Source material -
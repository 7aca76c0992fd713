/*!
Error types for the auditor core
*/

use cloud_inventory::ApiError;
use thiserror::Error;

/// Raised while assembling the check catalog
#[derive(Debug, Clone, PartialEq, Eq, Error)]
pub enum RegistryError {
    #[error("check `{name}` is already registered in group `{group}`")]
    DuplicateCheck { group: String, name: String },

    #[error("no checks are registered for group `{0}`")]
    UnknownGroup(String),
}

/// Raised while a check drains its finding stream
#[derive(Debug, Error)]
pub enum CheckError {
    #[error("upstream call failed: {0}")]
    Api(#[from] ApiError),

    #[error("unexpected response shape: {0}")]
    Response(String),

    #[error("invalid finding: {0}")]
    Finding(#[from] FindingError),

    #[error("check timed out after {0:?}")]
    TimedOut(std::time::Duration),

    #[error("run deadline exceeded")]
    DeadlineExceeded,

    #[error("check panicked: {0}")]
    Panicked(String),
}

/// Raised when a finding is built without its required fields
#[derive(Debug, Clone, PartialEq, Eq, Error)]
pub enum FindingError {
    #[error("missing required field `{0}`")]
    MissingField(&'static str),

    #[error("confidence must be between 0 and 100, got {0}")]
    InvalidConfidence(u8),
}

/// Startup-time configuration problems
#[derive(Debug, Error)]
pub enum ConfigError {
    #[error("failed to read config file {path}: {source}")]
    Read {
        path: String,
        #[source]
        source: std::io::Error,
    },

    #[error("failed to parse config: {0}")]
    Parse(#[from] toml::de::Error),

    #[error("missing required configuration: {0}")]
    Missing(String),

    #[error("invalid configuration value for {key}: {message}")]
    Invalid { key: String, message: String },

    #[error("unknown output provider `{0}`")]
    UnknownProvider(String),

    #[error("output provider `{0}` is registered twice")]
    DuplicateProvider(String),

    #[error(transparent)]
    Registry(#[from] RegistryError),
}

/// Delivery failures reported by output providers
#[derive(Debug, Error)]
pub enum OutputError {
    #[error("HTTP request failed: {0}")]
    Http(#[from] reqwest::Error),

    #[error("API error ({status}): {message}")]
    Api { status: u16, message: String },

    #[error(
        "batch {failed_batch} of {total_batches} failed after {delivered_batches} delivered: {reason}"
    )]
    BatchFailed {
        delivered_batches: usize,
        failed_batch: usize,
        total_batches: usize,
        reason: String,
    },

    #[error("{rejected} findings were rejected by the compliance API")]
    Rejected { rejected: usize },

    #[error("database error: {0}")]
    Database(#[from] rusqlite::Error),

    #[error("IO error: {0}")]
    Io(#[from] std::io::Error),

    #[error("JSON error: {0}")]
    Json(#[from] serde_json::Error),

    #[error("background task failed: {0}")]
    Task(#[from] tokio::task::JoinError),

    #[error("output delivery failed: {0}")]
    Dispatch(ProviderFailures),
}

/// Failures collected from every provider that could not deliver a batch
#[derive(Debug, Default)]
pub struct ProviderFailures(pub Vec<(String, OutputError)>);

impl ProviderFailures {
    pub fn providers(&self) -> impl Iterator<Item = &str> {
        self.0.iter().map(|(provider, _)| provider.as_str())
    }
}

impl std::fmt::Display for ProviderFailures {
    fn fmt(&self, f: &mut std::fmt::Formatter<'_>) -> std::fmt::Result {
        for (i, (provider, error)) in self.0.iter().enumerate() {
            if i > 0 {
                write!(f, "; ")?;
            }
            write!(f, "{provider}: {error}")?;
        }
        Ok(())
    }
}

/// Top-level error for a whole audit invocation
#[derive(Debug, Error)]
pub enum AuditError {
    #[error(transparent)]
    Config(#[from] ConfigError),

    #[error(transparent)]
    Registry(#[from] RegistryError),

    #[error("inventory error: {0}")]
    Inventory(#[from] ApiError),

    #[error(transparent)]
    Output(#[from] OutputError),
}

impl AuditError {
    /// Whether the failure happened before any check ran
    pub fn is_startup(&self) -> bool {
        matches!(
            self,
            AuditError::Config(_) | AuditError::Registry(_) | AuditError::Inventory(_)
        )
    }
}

...

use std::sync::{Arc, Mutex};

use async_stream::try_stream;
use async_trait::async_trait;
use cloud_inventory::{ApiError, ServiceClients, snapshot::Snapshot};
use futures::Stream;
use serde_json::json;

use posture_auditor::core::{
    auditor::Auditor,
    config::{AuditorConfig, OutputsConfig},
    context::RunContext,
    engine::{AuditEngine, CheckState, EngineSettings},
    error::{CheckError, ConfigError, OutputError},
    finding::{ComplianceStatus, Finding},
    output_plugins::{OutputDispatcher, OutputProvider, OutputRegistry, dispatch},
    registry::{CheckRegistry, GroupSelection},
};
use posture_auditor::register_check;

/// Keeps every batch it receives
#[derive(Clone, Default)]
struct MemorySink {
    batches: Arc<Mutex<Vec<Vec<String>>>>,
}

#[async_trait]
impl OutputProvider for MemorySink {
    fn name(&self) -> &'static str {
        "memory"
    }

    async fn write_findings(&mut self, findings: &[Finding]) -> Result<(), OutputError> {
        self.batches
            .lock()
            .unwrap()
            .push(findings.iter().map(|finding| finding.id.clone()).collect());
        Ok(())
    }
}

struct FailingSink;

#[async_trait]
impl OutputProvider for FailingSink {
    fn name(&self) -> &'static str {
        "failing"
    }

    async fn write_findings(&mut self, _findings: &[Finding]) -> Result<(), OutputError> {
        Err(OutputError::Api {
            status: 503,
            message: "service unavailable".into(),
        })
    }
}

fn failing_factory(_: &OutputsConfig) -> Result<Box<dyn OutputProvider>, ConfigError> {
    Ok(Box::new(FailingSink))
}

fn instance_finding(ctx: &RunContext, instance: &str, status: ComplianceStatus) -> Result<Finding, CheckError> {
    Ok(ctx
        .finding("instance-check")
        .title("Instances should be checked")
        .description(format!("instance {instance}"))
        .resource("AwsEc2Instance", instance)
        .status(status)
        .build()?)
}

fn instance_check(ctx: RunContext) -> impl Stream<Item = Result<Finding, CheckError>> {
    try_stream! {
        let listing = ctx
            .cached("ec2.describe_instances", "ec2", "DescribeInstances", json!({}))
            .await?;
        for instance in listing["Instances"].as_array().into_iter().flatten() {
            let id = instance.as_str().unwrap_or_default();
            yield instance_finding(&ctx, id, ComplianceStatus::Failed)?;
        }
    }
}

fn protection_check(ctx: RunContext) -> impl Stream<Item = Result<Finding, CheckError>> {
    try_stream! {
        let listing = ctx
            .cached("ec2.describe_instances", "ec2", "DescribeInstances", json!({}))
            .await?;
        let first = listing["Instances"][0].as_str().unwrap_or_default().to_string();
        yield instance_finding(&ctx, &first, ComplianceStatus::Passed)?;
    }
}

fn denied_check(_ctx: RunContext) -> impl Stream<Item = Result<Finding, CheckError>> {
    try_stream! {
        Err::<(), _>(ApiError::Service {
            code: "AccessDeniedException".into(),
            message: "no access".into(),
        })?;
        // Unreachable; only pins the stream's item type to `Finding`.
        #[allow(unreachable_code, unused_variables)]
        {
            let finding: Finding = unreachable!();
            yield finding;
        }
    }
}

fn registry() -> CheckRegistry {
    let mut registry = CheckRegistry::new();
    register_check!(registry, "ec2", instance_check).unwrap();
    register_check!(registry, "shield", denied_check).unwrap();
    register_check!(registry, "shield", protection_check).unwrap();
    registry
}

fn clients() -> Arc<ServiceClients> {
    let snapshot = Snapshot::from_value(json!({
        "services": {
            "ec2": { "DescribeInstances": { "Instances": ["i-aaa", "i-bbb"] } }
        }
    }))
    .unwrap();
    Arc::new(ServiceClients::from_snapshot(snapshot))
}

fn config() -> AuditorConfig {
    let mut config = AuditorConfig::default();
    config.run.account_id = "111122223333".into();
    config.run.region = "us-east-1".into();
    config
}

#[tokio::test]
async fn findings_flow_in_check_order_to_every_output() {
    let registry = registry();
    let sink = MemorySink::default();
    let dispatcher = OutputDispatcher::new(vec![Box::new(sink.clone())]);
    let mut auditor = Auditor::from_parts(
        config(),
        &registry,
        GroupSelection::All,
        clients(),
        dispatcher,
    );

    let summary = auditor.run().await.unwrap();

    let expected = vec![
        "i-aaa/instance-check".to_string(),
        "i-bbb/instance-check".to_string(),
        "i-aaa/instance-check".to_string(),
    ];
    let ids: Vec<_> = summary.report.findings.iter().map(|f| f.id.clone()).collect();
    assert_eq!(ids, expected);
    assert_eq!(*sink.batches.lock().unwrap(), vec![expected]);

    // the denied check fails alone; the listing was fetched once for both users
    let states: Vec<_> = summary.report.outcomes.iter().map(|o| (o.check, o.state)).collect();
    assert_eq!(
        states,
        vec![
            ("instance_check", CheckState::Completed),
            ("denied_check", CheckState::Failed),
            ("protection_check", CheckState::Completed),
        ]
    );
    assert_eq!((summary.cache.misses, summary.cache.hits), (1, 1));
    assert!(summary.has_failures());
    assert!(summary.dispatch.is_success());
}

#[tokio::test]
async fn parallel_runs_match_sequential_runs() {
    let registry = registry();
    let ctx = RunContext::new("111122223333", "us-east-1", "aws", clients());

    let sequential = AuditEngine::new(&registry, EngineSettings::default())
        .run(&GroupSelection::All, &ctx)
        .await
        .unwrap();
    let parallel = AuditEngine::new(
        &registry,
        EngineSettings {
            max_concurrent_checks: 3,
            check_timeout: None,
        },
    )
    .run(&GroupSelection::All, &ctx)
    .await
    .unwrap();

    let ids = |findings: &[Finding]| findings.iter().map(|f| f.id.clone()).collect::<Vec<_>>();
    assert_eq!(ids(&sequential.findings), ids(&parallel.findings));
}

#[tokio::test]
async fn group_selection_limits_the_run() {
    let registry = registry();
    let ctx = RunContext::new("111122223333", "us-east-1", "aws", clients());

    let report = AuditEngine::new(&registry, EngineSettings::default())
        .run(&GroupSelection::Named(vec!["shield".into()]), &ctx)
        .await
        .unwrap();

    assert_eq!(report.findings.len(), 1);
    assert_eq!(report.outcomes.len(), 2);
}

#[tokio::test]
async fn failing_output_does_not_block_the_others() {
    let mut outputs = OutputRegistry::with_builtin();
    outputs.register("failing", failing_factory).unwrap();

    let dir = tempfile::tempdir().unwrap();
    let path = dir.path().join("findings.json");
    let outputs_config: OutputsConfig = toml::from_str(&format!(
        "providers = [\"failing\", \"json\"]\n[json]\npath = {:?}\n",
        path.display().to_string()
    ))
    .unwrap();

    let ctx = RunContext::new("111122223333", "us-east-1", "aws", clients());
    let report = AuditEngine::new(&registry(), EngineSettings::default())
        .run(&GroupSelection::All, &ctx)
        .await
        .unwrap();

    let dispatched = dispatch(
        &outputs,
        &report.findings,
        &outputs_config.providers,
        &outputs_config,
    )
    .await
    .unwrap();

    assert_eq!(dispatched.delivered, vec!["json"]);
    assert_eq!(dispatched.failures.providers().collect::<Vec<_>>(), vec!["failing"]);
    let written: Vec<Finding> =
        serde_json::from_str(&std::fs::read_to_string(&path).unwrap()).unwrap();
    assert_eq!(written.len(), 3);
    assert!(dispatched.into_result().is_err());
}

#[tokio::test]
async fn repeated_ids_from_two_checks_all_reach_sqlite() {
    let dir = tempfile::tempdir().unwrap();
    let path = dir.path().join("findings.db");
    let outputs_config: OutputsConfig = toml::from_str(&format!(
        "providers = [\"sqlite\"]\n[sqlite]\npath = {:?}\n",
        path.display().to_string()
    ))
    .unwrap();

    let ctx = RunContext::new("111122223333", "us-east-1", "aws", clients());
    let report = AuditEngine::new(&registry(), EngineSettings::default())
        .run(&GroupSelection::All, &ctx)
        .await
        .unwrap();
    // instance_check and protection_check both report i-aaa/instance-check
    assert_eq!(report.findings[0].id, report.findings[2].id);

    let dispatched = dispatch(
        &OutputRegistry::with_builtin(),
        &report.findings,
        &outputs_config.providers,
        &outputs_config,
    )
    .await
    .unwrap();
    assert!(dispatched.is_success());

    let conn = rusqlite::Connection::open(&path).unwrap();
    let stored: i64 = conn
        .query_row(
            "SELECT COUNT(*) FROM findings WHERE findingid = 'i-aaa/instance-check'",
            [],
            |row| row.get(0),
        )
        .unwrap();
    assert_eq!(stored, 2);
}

What to do - Pull each line holding "OutputError" out of the listing.

Exercise output -
pub enum OutputError {
pub struct ProviderFailures(pub Vec<(String, OutputError)>);
    Output(#[from] OutputError),
    error::{CheckError, ConfigError, OutputError},
    async fn write_findings(&mut self, findings: &[Finding]) -> Result<(), OutputError> {
    async fn write_findings(&mut self, _findings: &[Finding]) -> Result<(), OutputError> {
        Err(OutputError::Api {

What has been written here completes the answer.